Week 5: Polygons and Tilings on the SPhere Math 653 Fall 2012
Plan for Today Talk about spherical polygons (angle sum and area) Talk about tilings in the plane and on the sphere Make some connections to Euclidean geometry Briefly discuss the role of the sphere in earth maps.
Reminder Last week we discovered/developed “Girard’s Theorem”, which relates the angle sum and area of a spherical triangle. We wrote: 𝐴𝑟𝑒𝑎 Δ = 𝐴𝑛𝑔𝑙𝑒𝑆𝑢𝑚 Δ −180 720 ∙4𝜋 𝑟 2 How would this look if we used radians instead of degrees for the angles?
Angle Sum of a Polygon We also decided that the angle sum of an n-sided spherical polygon would range between 180(n – 2) and 180(n + 2) degrees. How could we characterize the angles in a regular spherical polygon? We can define a regular spherical polygon as a spherical polygon with all angles and all sides congruent.
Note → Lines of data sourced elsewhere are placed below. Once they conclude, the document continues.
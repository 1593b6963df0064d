//! Redis store backend.

use ::redis::aio::ConnectionManager;
use ::redis::Script;
use async_trait::async_trait;
use std::time::Duration;
use tracing::{debug, warn};

use super::{SharedStore, StoreError};
use crate::config::StoreConfig;

/// Deletes KEYS[1] only while it still holds ARGV[1].
const COMPARE_AND_DELETE: &str = r#"
if redis.call("GET", KEYS[1]) == ARGV[1] then
    return redis.call("DEL", KEYS[1])
end
return 0
"#;

/// Store backed by a Redis (or wire-compatible) server.
#[derive(Clone)]
pub struct RedisStore {
    connection_manager: ConnectionManager,
    prefix: String,
    release_script: Script,
}

impl std::fmt::Debug for RedisStore {
    fn fmt(&self, f: &mut std::fmt::Formatter<'_>) -> std::fmt::Result {
        f.debug_struct("RedisStore")
            .field("prefix", &self.prefix)
            .finish()
    }
}

impl RedisStore {
    /// Connect to the configured server and verify it answers PING.
    pub async fn connect(config: &StoreConfig) -> Result<Self, StoreError> {
        let client = ::redis::Client::open(config.url.as_str()).map_err(|e| {
            warn!(error = %e, "Failed to create Redis client");
            StoreError::Redis(e)
        })?;

        let connection_manager = ConnectionManager::new(client).await.map_err(|e| {
            warn!(error = %e, "Failed to create Redis connection manager");
            StoreError::Redis(e)
        })?;

        let mut conn = connection_manager.clone();
        let _: String = ::redis::cmd("PING").query_async(&mut conn).await?;

        debug!(prefix = %config.prefix, "Connected to Redis store");

        Ok(Self {
            connection_manager,
            prefix: config.prefix.clone(),
            release_script: Script::new(COMPARE_AND_DELETE),
        })
    }
}

/// Redis rejects a zero expiry, and sub-second windows need millisecond TTLs.
fn ttl_millis(ttl: Duration) -> u64 {
    (ttl.as_millis() as u64).max(1)
}

#[async_trait]
impl SharedStore for RedisStore {
    fn prefix(&self) -> &str {
        &self.prefix
    }

    async fn get(&self, key: &str) -> Result<Option<String>, StoreError> {
        let mut conn = self.connection_manager.clone();
        let value: Option<String> = ::redis::cmd("GET").arg(key).query_async(&mut conn).await?;
        Ok(value)
    }

    async fn set(&self, key: &str, value: &str, ttl: Duration) -> Result<(), StoreError> {
        let mut conn = self.connection_manager.clone();
        let _: String = ::redis::cmd("SET")
            .arg(key)
            .arg(value)
            .arg("PX")
            .arg(ttl_millis(ttl))
            .query_async(&mut conn)
            .await?;
        Ok(())
    }

    async fn set_if_absent(
        &self,
        key: &str,
        value: &str,
        ttl: Duration,
    ) -> Result<bool, StoreError> {
        let mut conn = self.connection_manager.clone();
        // Replies OK when written and nil when the key already exists
        let reply: Option<String> = ::redis::cmd("SET")
            .arg(key)
            .arg(value)
            .arg("NX")
            .arg("PX")
            .arg(ttl_millis(ttl))
            .query_async(&mut conn)
            .await?;
        Ok(reply.is_some())
    }

    async fn delete_if_equals(&self, key: &str, expected: &str) -> Result<bool, StoreError> {
        let mut conn = self.connection_manager.clone();
        let removed: i64 = self
            .release_script
            .key(key)
            .arg(expected)
            .invoke_async(&mut conn)
            .await?;
        Ok(removed > 0)
    }
}

#[cfg(test)]
mod tests {
    use super::*;

    #[test]
    fn test_ttl_millis() {
        assert_eq!(ttl_millis(Duration::from_secs(3)), 3000);
        assert_eq!(ttl_millis(Duration::from_millis(500)), 500);
        assert_eq!(ttl_millis(Duration::from_micros(10)), 1);
        assert_eq!(ttl_millis(Duration::ZERO), 1);
    }

    #[tokio::test]
    async fn test_connect_rejects_invalid_url() {
        let config = StoreConfig {
            url: "not a url".to_string(),
            prefix: "test".to_string(),
        };
        let err = RedisStore::connect(&config).await.unwrap_err();
        assert!(matches!(err, StoreError::Redis(_)));
    }
}
//! Error types for keyrate.

use thiserror::Error;

use crate::store::StoreError;

/// Main error type for keyrate operations.
#[derive(Error, Debug)]
pub enum KeyrateError {
    /// Configuration-related errors
    #[error("Configuration error: {0}")]
    Config(String),

    /// A limiter was constructed with a non-positive capacity or window
    #[error("Invalid limit: {0}")]
    InvalidLimit(String),

    /// The distributed lock stayed held by someone else for every attempt
    #[error("Lock not obtained for {resource} after {attempts} attempts")]
    LockNotObtained { resource: String, attempts: u32 },

    /// The shared store could not be read or written
    #[error("Store error: {0}")]
    Store(#[from] StoreError),

    /// The caller cancelled the operation
    #[error("Operation cancelled")]
    Cancelled,
}

impl KeyrateError {
    /// Whether this error is lock contention rather than an infrastructure fault.
    pub fn is_lock_not_obtained(&self) -> bool {
        matches!(self, KeyrateError::LockNotObtained { .. })
    }
}

/// Result type alias for keyrate operations.
pub type Result<T> = std::result::Result<T, KeyrateError>;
Regular Tessellations in the Plane Take about the next 5 minutes and work with your partners to identify and justify which regular polygons can tessellate the plane. (A tessellation is a continuous tiling of the shape which can cover the plane with no gaps or overlaps.)
Regular Tessellations on the Sphere What arrangements of regular spherical polygons can tessellate the sphere? Take about the next 20-30 minutes with your group (or individually) to decide and justify your conclusions. Remember, worry about regular tessellations only (using only one kind of regular polygon).
Regular Tessellations on the Sphere For each of these tessellations, imagine what you would see if you connected each vertex, not with great circles on the sphere itself, but with straight lines that connect the points in 3 dimensions, cutting through the interior of the sphere. Notice anything interesting?
Polyhedra Let’s take the next few minutes and investigate a relationship between the faces, vertices, and edges in a polyhedron. A polyhedron is a simple, closed 3-D figure composed entirely of flat (planar) faces. Consider the quantity “Faces + Vertices – Edges”. What do you notices about this quantity for several different examples of polyhedra? We can prove this using the sphere!
Area of Spherical Polygons Let’s start by seeing what we can find out about the area of spherical polygons. Because we know that the area of spherical triangles is directly related to their angle sum, we can use a “partitioning into triangles” strategy to investigate the area of spherical polygons. Can you find a formula for the area of a general polygon on the sphere, in terms of n (the number of sides), the polygon’s interior angle sum, and the radius of the sphere? (I suggest using Radians.)
Proving Euler’s Formula Let V be the number of vertices in a polyhedron, F the number of faces, and E be the number of edges. Imagine placing the polyhedron inside the sphere and shining a bright light at the very center, then tracing the shadow of each edge onto the sphere. What would you see? We call this the spherical projection of the polyhedron.
Proving Euler’s Formula – An Alternative (Inductive) Approach Call χ (chi) the “Euler Characteristic.” We want to show that χ = 2 Start with a sphere with one point on it. Since there is one face (the sphere) and one vertex (the point) χ = v − e + f So, χ = 1 − 0 + 1 = 2 in this case. (The basis step)
Proving Euler’s Formula – An Alternative (Inductive) Approach Now (the inductive step) we build whatever tessellation we desire by using one of the following two moves: Move I: Add a new point and an edge connecting it to an existing point. Move II: Add an edge connecting two (different) existing point. What happens to χ when you use either of these two moves?
Proving Euler’s Formula – An Alternative (Inductive) Approach The key point is that neither Move I or Move II changes χ. Move I adds one vertex and one edge, which cancel each other in v – e + f. Move II adds one new edge, and cuts one face into two, creating a net increase of one face. Again, e increasing by 1 and f increasing by 1 cancel in v − e + f. To make this argument into a rigorous mathematical proof, we would need to argue that any spherical tiling can be built from the one-point-sphere via a series of Moves I and II.
Spherical Geometry & the Earth Although the earth is a sphere, we often act as if it were a plane. How big must a triangle on the earth be before we notice the spherical distortion effect? The radius of the earth is approximately 4000 mi. Colorado is roughly rectangular-shaped and has an area of 104,094 sq mi. What is the angle sum of the state of Colorado? How big would a region have to be (in sq miles) to have a detectable defect?